#### Problem requirements
Somewhere below are a line with "return Err(FitError::InvalidPrecision(precision).into());" and a later line with "so a buffer of". Output exactly those lines and all lines between them.
----
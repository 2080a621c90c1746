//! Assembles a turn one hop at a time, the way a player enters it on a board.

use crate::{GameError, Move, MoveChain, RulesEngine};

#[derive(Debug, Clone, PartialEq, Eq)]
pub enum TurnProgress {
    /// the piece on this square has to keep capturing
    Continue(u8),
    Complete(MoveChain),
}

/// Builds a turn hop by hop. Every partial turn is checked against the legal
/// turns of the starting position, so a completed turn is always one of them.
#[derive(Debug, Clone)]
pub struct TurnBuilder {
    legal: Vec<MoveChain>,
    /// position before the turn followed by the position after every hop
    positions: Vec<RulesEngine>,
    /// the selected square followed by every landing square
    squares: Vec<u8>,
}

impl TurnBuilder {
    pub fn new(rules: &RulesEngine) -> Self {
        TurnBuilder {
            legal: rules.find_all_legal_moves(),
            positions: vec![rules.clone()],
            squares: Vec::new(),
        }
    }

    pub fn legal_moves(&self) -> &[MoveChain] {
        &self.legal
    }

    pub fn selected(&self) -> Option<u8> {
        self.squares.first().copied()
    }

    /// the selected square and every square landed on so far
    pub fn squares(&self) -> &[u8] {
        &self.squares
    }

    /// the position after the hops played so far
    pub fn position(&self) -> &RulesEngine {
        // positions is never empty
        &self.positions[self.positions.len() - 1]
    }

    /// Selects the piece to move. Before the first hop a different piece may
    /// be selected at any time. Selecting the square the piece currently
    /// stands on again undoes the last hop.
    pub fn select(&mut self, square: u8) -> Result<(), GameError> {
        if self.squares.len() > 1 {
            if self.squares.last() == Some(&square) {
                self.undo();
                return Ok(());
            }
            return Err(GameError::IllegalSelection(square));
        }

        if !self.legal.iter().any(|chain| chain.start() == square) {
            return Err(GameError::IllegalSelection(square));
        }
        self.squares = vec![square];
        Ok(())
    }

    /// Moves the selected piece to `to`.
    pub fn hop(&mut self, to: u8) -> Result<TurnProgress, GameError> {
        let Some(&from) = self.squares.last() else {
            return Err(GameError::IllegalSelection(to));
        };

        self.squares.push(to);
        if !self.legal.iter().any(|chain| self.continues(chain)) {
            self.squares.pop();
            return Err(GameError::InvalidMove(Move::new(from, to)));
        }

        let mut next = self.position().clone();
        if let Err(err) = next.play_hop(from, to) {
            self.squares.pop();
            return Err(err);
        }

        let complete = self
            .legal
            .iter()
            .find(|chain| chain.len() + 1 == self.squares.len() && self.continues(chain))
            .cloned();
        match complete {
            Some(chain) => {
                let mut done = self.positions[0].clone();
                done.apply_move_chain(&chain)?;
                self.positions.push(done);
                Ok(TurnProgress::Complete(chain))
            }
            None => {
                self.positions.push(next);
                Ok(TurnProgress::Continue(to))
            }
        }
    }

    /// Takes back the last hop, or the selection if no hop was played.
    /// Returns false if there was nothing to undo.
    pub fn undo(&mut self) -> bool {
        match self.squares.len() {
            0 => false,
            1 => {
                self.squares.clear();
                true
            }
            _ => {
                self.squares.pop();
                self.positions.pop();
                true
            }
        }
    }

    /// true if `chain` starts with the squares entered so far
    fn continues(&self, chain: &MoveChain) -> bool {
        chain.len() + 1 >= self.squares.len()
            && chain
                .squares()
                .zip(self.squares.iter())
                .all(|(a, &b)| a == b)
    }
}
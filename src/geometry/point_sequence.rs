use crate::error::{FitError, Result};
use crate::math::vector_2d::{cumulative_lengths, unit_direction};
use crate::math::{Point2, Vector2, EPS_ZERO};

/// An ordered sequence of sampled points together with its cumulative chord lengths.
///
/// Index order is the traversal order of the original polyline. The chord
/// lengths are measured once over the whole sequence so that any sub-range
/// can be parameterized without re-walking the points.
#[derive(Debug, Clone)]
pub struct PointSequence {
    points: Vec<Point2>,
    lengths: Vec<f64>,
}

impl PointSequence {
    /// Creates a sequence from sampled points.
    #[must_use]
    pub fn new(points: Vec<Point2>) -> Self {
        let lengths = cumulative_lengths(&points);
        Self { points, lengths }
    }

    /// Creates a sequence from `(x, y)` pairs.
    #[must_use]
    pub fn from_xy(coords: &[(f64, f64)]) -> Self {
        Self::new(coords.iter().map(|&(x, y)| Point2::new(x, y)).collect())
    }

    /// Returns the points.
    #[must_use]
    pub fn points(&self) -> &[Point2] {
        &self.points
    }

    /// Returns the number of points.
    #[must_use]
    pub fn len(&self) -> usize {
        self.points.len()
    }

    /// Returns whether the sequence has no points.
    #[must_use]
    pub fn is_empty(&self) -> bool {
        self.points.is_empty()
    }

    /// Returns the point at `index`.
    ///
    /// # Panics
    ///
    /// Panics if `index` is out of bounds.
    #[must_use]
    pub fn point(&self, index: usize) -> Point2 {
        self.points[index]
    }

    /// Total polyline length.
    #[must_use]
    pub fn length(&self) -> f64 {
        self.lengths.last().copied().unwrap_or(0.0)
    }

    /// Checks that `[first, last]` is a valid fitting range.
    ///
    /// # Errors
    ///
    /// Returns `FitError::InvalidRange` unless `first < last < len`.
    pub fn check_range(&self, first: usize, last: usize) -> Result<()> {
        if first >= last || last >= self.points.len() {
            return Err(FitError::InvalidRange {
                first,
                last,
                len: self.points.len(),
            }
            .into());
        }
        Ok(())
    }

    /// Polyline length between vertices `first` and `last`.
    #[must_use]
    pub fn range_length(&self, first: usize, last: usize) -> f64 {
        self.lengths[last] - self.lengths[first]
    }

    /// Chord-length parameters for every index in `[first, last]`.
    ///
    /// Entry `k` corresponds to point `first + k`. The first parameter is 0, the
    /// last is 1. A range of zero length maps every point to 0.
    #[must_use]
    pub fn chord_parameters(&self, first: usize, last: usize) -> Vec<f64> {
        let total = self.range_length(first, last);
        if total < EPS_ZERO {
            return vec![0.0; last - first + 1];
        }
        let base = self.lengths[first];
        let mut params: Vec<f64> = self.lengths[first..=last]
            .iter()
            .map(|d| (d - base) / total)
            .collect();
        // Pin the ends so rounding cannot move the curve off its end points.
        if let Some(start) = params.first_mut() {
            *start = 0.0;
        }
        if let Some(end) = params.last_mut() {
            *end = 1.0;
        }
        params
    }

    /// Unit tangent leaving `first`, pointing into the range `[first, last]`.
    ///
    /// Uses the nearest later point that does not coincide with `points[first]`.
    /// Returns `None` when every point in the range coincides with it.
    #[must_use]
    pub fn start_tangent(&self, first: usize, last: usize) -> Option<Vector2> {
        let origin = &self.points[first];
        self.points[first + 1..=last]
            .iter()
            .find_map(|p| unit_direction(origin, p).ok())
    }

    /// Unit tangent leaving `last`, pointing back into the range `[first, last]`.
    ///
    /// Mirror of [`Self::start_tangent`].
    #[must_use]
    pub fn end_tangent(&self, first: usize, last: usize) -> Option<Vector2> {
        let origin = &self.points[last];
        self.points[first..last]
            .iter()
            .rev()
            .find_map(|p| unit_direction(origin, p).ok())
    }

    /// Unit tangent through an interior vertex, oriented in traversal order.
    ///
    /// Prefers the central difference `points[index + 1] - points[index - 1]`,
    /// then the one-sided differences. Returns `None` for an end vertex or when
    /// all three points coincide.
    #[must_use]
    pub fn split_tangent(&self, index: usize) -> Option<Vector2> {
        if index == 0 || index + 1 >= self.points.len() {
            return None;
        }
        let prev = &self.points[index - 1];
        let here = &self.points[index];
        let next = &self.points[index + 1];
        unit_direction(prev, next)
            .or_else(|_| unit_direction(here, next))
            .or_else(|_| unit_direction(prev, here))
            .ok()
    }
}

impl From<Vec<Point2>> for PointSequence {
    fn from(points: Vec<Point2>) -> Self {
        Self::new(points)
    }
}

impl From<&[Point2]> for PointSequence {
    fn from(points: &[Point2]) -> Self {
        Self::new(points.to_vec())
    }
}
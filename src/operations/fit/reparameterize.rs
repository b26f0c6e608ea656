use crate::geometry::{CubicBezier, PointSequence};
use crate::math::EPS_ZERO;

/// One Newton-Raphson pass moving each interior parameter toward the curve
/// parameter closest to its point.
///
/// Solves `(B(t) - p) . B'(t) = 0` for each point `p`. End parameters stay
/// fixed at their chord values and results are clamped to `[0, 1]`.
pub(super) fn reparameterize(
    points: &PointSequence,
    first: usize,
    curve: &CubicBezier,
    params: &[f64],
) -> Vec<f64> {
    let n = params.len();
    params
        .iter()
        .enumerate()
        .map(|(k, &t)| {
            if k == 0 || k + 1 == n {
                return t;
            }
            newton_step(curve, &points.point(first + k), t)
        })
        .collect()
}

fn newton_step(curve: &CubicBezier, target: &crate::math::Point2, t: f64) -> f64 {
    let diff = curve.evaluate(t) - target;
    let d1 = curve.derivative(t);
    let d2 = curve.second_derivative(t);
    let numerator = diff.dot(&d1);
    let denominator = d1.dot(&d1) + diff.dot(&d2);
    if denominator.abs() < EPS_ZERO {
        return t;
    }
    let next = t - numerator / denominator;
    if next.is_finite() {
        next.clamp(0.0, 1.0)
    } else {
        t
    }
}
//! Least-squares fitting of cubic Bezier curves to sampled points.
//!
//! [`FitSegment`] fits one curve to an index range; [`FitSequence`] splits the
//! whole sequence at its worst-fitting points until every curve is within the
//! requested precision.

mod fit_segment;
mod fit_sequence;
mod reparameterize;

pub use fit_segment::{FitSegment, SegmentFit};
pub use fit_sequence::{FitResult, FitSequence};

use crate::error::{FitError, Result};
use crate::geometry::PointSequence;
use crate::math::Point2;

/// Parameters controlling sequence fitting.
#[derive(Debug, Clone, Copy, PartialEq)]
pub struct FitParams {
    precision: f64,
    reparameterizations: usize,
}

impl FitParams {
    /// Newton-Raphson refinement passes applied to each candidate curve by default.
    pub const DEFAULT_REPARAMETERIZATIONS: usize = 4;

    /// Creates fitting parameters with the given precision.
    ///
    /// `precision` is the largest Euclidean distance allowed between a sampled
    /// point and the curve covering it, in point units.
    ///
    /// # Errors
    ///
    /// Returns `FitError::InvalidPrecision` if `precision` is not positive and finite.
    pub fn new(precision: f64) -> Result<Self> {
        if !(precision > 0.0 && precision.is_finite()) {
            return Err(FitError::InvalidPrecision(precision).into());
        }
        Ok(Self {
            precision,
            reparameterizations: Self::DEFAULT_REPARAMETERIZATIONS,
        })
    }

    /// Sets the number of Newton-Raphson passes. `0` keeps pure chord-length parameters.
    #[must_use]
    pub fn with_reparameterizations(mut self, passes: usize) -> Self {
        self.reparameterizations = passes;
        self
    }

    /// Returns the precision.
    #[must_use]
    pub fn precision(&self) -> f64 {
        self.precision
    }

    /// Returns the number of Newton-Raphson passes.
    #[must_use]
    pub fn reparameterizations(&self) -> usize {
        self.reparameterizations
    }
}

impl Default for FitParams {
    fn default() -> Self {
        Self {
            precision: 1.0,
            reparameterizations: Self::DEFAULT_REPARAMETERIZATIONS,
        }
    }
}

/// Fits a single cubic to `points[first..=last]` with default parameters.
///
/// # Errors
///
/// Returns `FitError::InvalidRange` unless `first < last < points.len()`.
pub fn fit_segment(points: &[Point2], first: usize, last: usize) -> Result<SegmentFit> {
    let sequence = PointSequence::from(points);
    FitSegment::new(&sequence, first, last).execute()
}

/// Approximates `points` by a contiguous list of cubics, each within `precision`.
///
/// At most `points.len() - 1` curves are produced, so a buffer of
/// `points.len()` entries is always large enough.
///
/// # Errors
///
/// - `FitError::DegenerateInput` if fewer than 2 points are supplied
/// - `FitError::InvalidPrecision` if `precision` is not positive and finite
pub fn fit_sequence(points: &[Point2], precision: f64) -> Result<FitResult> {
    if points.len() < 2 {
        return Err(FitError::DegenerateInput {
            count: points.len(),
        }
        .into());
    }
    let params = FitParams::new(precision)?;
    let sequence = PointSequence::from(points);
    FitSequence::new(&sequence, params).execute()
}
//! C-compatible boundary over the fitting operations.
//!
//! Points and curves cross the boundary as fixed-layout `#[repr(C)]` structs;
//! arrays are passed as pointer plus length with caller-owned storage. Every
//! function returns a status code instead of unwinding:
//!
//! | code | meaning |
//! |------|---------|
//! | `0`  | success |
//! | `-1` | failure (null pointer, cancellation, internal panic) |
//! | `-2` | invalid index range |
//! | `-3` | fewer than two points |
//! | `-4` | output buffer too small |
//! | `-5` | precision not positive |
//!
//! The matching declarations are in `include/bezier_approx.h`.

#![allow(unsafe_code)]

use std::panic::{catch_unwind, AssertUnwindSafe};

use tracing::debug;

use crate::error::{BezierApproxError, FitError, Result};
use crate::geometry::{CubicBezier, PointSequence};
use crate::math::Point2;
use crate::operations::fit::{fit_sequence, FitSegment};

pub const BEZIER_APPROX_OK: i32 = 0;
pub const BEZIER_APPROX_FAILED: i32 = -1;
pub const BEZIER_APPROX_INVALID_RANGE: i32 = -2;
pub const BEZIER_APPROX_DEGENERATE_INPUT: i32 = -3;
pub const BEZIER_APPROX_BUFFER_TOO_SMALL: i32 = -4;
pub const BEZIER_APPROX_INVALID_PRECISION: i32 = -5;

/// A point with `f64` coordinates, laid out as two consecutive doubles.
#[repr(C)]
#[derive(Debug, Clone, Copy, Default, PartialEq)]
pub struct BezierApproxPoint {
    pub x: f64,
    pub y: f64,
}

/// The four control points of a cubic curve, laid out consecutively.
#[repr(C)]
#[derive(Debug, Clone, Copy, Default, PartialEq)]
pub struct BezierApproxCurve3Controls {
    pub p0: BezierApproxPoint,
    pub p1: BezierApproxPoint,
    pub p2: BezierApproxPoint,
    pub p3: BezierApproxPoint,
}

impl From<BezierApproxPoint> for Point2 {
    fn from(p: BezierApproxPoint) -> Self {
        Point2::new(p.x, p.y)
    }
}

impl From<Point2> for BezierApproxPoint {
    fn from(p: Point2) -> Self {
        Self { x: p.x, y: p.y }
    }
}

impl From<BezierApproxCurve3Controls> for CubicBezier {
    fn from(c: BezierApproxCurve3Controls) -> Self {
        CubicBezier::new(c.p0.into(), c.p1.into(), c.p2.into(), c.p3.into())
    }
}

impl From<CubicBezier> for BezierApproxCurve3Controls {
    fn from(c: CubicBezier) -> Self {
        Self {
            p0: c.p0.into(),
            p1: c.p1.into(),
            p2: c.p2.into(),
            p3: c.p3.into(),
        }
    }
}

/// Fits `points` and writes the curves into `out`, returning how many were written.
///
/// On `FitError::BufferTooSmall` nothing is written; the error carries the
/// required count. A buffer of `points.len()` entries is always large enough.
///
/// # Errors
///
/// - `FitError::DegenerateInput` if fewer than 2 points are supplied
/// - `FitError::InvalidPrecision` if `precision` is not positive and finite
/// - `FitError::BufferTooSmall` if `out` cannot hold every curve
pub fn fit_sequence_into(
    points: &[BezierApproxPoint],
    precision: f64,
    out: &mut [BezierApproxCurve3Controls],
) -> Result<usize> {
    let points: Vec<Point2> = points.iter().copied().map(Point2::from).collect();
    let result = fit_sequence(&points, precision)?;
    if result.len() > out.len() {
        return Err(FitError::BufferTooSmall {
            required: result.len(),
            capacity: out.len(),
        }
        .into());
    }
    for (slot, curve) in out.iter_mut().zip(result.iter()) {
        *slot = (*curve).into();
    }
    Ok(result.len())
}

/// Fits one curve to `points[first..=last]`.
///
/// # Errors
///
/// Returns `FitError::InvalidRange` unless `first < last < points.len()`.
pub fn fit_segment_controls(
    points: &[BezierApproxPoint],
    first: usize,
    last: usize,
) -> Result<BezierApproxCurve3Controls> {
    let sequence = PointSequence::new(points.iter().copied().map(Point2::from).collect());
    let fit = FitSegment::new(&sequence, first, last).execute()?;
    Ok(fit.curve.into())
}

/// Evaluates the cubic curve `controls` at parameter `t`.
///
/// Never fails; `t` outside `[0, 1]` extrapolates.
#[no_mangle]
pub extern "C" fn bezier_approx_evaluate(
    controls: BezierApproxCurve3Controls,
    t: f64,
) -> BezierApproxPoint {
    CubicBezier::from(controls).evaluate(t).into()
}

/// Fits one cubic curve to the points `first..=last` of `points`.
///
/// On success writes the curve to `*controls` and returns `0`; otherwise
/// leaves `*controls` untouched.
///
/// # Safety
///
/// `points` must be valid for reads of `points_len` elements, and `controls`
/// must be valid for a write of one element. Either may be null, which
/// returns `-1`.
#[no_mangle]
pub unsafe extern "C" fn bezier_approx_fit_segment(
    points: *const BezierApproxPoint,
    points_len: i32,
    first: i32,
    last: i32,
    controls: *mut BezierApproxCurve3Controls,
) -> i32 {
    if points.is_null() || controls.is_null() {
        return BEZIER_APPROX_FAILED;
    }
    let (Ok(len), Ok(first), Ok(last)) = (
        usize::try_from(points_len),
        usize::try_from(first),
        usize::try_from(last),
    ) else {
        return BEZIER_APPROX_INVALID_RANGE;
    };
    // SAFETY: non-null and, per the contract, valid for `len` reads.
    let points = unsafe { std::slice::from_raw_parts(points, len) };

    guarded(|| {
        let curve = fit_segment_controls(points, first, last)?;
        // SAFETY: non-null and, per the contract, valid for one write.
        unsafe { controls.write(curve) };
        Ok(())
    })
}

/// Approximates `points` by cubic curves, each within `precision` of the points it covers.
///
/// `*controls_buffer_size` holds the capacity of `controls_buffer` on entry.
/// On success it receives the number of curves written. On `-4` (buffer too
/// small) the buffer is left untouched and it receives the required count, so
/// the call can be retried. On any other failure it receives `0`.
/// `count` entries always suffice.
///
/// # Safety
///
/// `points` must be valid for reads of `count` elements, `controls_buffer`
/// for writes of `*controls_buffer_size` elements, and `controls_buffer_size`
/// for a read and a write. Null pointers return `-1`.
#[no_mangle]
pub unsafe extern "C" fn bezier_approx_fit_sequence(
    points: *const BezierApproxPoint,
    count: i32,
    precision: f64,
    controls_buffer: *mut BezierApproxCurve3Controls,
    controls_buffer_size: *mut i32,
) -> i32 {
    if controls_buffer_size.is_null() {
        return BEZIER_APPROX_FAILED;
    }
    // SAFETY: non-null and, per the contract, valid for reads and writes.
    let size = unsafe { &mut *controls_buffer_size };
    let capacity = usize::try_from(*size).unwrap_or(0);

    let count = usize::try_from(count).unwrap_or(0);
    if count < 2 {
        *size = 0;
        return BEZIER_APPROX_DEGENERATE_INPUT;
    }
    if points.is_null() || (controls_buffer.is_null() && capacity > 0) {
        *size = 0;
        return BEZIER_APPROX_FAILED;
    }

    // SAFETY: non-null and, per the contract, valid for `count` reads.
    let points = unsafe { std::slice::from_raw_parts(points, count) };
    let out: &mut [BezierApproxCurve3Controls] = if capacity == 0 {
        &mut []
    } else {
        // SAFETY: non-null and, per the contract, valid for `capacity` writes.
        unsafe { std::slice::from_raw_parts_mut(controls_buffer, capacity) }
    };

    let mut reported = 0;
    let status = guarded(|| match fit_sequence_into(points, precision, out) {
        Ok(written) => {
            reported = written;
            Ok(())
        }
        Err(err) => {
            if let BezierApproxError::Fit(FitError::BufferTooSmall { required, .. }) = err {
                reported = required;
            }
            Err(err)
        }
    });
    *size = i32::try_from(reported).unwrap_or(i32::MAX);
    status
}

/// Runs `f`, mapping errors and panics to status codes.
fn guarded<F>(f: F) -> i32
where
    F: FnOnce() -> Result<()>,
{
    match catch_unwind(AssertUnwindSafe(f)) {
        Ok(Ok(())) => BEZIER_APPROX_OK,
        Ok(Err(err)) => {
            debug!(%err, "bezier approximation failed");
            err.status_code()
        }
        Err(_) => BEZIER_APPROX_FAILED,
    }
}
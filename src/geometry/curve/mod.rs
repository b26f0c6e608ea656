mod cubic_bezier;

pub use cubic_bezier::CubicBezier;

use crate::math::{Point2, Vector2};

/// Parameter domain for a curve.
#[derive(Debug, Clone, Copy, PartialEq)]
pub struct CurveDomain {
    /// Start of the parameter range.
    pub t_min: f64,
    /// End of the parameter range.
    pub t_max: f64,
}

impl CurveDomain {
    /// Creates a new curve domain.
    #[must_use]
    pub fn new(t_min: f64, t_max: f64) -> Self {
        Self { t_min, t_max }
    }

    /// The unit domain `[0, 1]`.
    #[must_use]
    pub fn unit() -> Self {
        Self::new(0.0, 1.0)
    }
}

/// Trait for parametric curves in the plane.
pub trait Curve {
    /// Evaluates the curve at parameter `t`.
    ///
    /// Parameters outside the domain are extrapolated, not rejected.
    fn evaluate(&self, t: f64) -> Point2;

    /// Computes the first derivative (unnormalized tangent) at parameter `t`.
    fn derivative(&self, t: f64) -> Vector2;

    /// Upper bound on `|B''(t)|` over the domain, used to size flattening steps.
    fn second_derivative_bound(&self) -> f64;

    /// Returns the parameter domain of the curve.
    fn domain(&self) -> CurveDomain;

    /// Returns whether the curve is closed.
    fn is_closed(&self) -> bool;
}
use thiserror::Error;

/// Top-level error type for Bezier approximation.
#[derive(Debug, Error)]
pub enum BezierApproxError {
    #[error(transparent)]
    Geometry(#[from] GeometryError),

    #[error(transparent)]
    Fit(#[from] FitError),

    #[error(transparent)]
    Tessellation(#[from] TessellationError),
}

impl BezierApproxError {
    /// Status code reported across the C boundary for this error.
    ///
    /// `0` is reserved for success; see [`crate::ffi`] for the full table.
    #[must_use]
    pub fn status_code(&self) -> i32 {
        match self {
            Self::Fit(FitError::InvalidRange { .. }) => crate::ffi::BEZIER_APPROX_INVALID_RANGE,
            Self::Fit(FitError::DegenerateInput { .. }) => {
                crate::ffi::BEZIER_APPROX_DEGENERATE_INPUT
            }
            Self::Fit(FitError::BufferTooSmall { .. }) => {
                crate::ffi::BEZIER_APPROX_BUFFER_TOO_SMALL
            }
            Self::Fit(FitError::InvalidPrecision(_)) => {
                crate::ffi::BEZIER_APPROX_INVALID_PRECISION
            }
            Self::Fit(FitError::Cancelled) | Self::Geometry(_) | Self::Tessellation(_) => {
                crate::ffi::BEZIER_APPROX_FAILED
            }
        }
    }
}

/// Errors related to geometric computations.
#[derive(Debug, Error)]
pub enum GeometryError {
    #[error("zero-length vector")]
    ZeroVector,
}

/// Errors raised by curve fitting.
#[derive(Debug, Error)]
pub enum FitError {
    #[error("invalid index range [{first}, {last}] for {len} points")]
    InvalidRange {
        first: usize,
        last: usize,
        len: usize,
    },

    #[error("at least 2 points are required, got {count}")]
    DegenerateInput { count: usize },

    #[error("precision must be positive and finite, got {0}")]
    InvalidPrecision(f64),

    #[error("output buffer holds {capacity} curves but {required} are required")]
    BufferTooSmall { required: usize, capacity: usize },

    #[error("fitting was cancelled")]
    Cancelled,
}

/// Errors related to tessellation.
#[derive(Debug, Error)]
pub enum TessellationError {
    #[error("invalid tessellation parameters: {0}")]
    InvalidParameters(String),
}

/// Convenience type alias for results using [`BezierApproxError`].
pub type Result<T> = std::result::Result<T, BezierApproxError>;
----
#### Exercise output
            return Err(FitError::InvalidPrecision(precision).into());
        }
        Ok(Self {
            precision,
            reparameterizations: Self::DEFAULT_REPARAMETERIZATIONS,
        })
    }

    /// Sets the number of Newton-Raphson passes. `0` keeps pure chord-length parameters.
    #[must_use]
    pub fn with_reparameterizations(mut self, passes: usize) -> Self {
        self.reparameterizations = passes;
        self
    }

    /// Returns the precision.
    #[must_use]
    pub fn precision(&self) -> f64 {
        self.precision
    }

    /// Returns the number of Newton-Raphson passes.
    #[must_use]
    pub fn reparameterizations(&self) -> usize {
        self.reparameterizations
    }
}

impl Default for FitParams {
    fn default() -> Self {
        Self {
            precision: 1.0,
            reparameterizations: Self::DEFAULT_REPARAMETERIZATIONS,
        }
    }
}

/// Fits a single cubic to `points[first..=last]` with default parameters.
///
/// # Errors
///
/// Returns `FitError::InvalidRange` unless `first < last < points.len()`.
pub fn fit_segment(points: &[Point2], first: usize, last: usize) -> Result<SegmentFit> {
    let sequence = PointSequence::from(points);
    FitSegment::new(&sequence, first, last).execute()
}

/// Approximates `points` by a contiguous list of cubics, each within `precision`.
///
/// At most `points.len() - 1` curves are produced, so a buffer of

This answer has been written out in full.